A, Stearic acid (SA) does not promote the inhibitory effect of E2 in breast cancer cells. SA (90 µM) treated for indicated time points with or without E2. B, Images of MCF-7 cells after TUNEL Assay. MCF-7 cells treated as indicated for 72 hours, TUNEL assay was performed as described in Methods. Arrows indicated TUNEL positive cells.


Figure S2

Protein expression in breast cancer cell. A, Western blot showed the expression of ERα in T47D cells after infected with lentivirus to deliver ERα or scramble shRNA. B, Western blot showed the expressions of ERα and GPER1 in indicated human breast cancer cell line. C, Western blots showed knockdown of GPER1 after transfection of GPER1 shRNA or control.


Figure S3

MTT assay for BCa cell growth. A, MTT assay showed that 8-Bromoadenosine-3′,5′-cyclic monophosphorothioate, Rp-isomer (RP-cAMP, 10 uM), another PKA inhibitor, reversed the inhibitory effect of E2 on n-3 PUFA-treated MCF-7 cells (n = 3). B, 8-CPT-2me-cAMP (CT-cAMP), an agonist of cAMP-Epac signaling did not mimic the inhibitory effect of E2 on the n-3 PUFA-treated BCa cells (n = 3). C, n-3 PUFAs did not alter the ERα and GPER1 expression in n-3 PUFAs treated MCF-7 cells. MCF-7 cells were treated with DHA or EPA with/without E2 for 3 days.

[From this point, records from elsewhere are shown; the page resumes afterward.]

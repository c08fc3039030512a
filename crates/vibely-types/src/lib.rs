//! Shared types, collaborator traits, and core utilities for the Vibely client.
//!
//! This crate contains the data model (posts, notifications, profiles), the
//! closed set of push events, and the traits implemented by the external
//! collaborators (push transport and pull API). Adapter crates depend on this
//! crate only, so they compile independently of the synchronization core.

#![deny(clippy::unwrap_used, clippy::expect_used, clippy::panic)]
#![forbid(unsafe_code)]

pub mod api_adapter;
pub mod error;
pub mod event;
pub mod model;
pub mod prelude;
pub mod topic;
pub mod transport_adapter;
pub mod types;
pub mod utils;

// vim: ts=4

We are grateful to the members of Dr. Chang's lab (George Whipple Laboratory for Cancer Research, University of Rochester Medical Center, Rochester, NY, USA) for a critical reading of the paper.

Funding Statement

Funding for this project was provided by Department of Pathology and Lab Medicine, University of Rochester Medical Center, Rochester, NY, USA. The funders had no role in study design, data collection and analysis, decision to publish, or preparation of the manuscript.